Paraguayan farmers exposed to these pesticides have experienced all of the known side effects and worse. While laws dictate spraying practices and safe barriers between fields and residential and community land, there is no official enforcement. A recent investigation conducted in areas of high soy production found that 78 percent of families in several of the communities had health problems caused by the pesticides used in crop spraying. Sixty-three percent of this was due to contaminated water. Children have died as a result of coming into direct contact with chemical clouds. In most cases, farming families are isolated and lack medical or monetary resources, so their complaints go undocumented.8

In the spring of 2007, Meriton Ramírez, a farmer, and his daughter Angélica, a university student studying agronomy, escorted me to the site of their former home in the eastern province of Alto Paraná. Minga Porá, once a community of several thousand farmers, is now occupied by only thirty families who don’t know where else to go. “I didn’t want to leave. I built my farm and raised my children here. I planted fruit trees. For the first time in my life I had good land,” Ramírez said, motioning to the vacant space that used to be his home. “Then the soy farmers arrived… The days following crop spraying we had terrible headaches, nausea, and diarrhea, and skin rashes, problems seeing, and respiratory infections. Our well was full of chemicals. The chickens died. The cows aborted their calves and their milk dried up.” His crops and fruit trees withered along with his animals, and the fish and wildlife disappeared. One by one, the neighbors fled due to the worsening conditions. When the Ramírez family left Minga Porá in 2001, there was almost no evidence that there had ever been a community there.
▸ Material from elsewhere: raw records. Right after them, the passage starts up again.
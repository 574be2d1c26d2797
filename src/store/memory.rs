use std::collections::HashMap;

use async_trait::async_trait;
use time::{Duration, OffsetDateTime};
use tokio::sync::{Mutex, RwLock};
use uuid::Uuid;

use super::{
    Bill, BillDraft, BillPatch, ChangeSet, Reading, ReadingDraft, ReadingPatch, RecordStore,
    StoreError, StoreResult, User,
};

#[derive(Default)]
struct Tables {
    users: HashMap<Uuid, User>,
    readings: HashMap<Uuid, Reading>,
    bills: HashMap<Uuid, Bill>,
}

/// In-process record store.
///
/// One lock guards all tables, so a batch upsert is atomic and a scan sees a
/// consistent snapshot. Writes are stamped and scans take their checkpoint
/// while holding that lock. The clock has microsecond resolution like
/// PostgreSQL and never hands out the same instant twice.
pub struct MemoryStore {
    tables: RwLock<Tables>,
    last_tick: Mutex<OffsetDateTime>,
}

impl Default for MemoryStore {
    fn default() -> Self {
        Self::new()
    }
}

impl MemoryStore {
    pub fn new() -> Self {
        Self {
            tables: RwLock::new(Tables::default()),
            last_tick: Mutex::new(OffsetDateTime::UNIX_EPOCH),
        }
    }

    async fn tick(&self) -> OffsetDateTime {
        let mut last = self.last_tick.lock().await;
        let wall = OffsetDateTime::now_utc();
        let wall = wall
            .replace_nanosecond(wall.nanosecond() / 1_000 * 1_000)
            .unwrap_or(wall);
        let tick = if wall > *last {
            wall
        } else {
            *last + Duration::microseconds(1)
        };
        *last = tick;
        tick
    }
}

fn changed_after(
    since: Option<OffsetDateTime>,
    created: OffsetDateTime,
    updated: OffsetDateTime,
) -> bool {
    match since {
        None => true,
        Some(since) => updated > since || created > since,
    }
}

#[async_trait]
impl RecordStore for MemoryStore {
    async fn now(&self) -> StoreResult<OffsetDateTime> {
        Ok(self.tick().await)
    }

    async fn find_user_by_email(&self, email: &str) -> StoreResult<Option<User>> {
        let tables = self.tables.read().await;
        Ok(tables.users.values().find(|u| u.email == email).cloned())
    }

    async fn insert_user(&self, email: &str, at: OffsetDateTime) -> StoreResult<User> {
        let mut tables = self.tables.write().await;
        if tables.users.values().any(|u| u.email == email) {
            return Err(StoreError::Conflict(format!("user {email} already exists")));
        }
        let user = User {
            id: Uuid::new_v4(),
            email: email.to_string(),
            created_at: at,
        };
        tables.users.insert(user.id, user.clone());
        Ok(user)
    }

    async fn upsert_batch(
        &self,
        owner: Uuid,
        readings: &[ReadingDraft],
        bills: &[BillDraft],
    ) -> StoreResult<OffsetDateTime> {
        let mut tables = self.tables.write().await;

        // Check every row before touching any, so a conflict leaves nothing behind.
        for r in readings {
            if matches!(tables.readings.get(&r.id), Some(existing) if existing.user_id != owner) {
                return Err(StoreError::Conflict(format!(
                    "reading {} belongs to another owner",
                    r.id
                )));
            }
        }
        for b in bills {
            if matches!(tables.bills.get(&b.id), Some(existing) if existing.user_id != owner) {
                return Err(StoreError::Conflict(format!(
                    "bill {} belongs to another owner",
                    b.id
                )));
            }
        }

        let at = self.tick().await;
        for r in readings {
            let created_at = tables.readings.get(&r.id).map_or(at, |e| e.created_at);
            tables
                .readings
                .insert(r.id, r.clone().into_reading(owner, created_at, at));
        }
        for b in bills {
            let created_at = tables.bills.get(&b.id).map_or(at, |e| e.created_at);
            tables
                .bills
                .insert(b.id, b.clone().into_bill(owner, created_at, at));
        }
        Ok(at)
    }

    async fn changes_since(
        &self,
        owner: Uuid,
        since: Option<OffsetDateTime>,
    ) -> StoreResult<ChangeSet> {
        let tables = self.tables.read().await;
        let checkpoint = self.tick().await;

        let mut readings: Vec<Reading> = tables
            .readings
            .values()
            .filter(|r| r.user_id == owner && changed_after(since, r.created_at, r.updated_at))
            .cloned()
            .collect();
        readings.sort_by(|a, b| (a.created_at, a.id).cmp(&(b.created_at, b.id)));

        let mut bills: Vec<Bill> = tables
            .bills
            .values()
            .filter(|b| b.user_id == owner && changed_after(since, b.created_at, b.updated_at))
            .cloned()
            .collect();
        bills.sort_by(|a, b| (a.created_at, a.id).cmp(&(b.created_at, b.id)));

        Ok(ChangeSet {
            readings,
            bills,
            checkpoint,
        })
    }

    async fn list_readings(&self, owner: Uuid) -> StoreResult<Vec<Reading>> {
        let tables = self.tables.read().await;
        let mut rows: Vec<Reading> = tables
            .readings
            .values()
            .filter(|r| r.user_id == owner)
            .cloned()
            .collect();
        rows.sort_by(|a, b| (b.date, b.created_at).cmp(&(a.date, a.created_at)));
        Ok(rows)
    }

    async fn get_reading(&self, owner: Uuid, id: Uuid) -> StoreResult<Option<Reading>> {
        let tables = self.tables.read().await;
        Ok(tables
            .readings
            .get(&id)
            .filter(|r| r.user_id == owner)
            .cloned())
    }

    async fn update_reading(
        &self,
        owner: Uuid,
        id: Uuid,
        patch: &ReadingPatch,
    ) -> StoreResult<Option<Reading>> {
        let mut tables = self.tables.write().await;
        let at = self.tick().await;
        let Some(current) = tables.readings.get_mut(&id).filter(|r| r.user_id == owner) else {
            return Ok(None);
        };
        let mut draft = ReadingDraft::from(&*current);
        patch.apply(&mut draft);
        *current = draft.into_reading(owner, current.created_at, at);
        Ok(Some(current.clone()))
    }

    async fn delete_reading(&self, owner: Uuid, id: Uuid) -> StoreResult<bool> {
        let mut tables = self.tables.write().await;
        if tables.readings.get(&id).is_some_and(|r| r.user_id == owner) {
            tables.readings.remove(&id);
            return Ok(true);
        }
        Ok(false)
    }

    async fn list_bills(&self, owner: Uuid) -> StoreResult<Vec<Bill>> {
        let tables = self.tables.read().await;
        let mut rows: Vec<Bill> = tables
            .bills
            .values()
            .filter(|b| b.user_id == owner)
            .cloned()
            .collect();
        // Descending on Option puts bills without a period last.
        rows.sort_by(|a, b| {
            (&b.billing_period, b.created_at).cmp(&(&a.billing_period, a.created_at))
        });
        Ok(rows)
    }

    async fn get_bill(&self, owner: Uuid, id: Uuid) -> StoreResult<Option<Bill>> {
        let tables = self.tables.read().await;
        Ok(tables.bills.get(&id).filter(|b| b.user_id == owner).cloned())
    }

    async fn update_bill(
        &self,
        owner: Uuid,
        id: Uuid,
        patch: &BillPatch,
    ) -> StoreResult<Option<Bill>> {
        let mut tables = self.tables.write().await;
        let at = self.tick().await;
        let Some(current) = tables.bills.get_mut(&id).filter(|b| b.user_id == owner) else {
            return Ok(None);
        };
        let mut draft = BillDraft::from(&*current);
        patch.apply(&mut draft);
        *current = draft.into_bill(owner, current.created_at, at);
        Ok(Some(current.clone()))
    }

    async fn delete_bill(&self, owner: Uuid, id: Uuid) -> StoreResult<bool> {
        let mut tables = self.tables.write().await;
        if tables.bills.get(&id).is_some_and(|b| b.user_id == owner) {
            tables.bills.remove(&id);
            return Ok(true);
        }
        Ok(false)
    }
}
Now the green desert of soy plants extends monotonously in all directions. The schools and farms that used to exist along the road are gone. Trucks heaped with pale soybeans rumble down the road. “It’s endless,” Angélica Ramírez muttered. She clenched her fists as she looked at the site of her former home. “Terrible. Disaster!” As we drove back through the soy fields, I noticed a bitter, foul smell. Our eyes began to itch and sting. I felt a moment of panic as I realized that I was breathing in poison, but there was no way to escape it. “That’s the smell of the venom,” said Angélica, covering her mouth with her sleeve. “This is what it was like at our house every day. Unbearable!”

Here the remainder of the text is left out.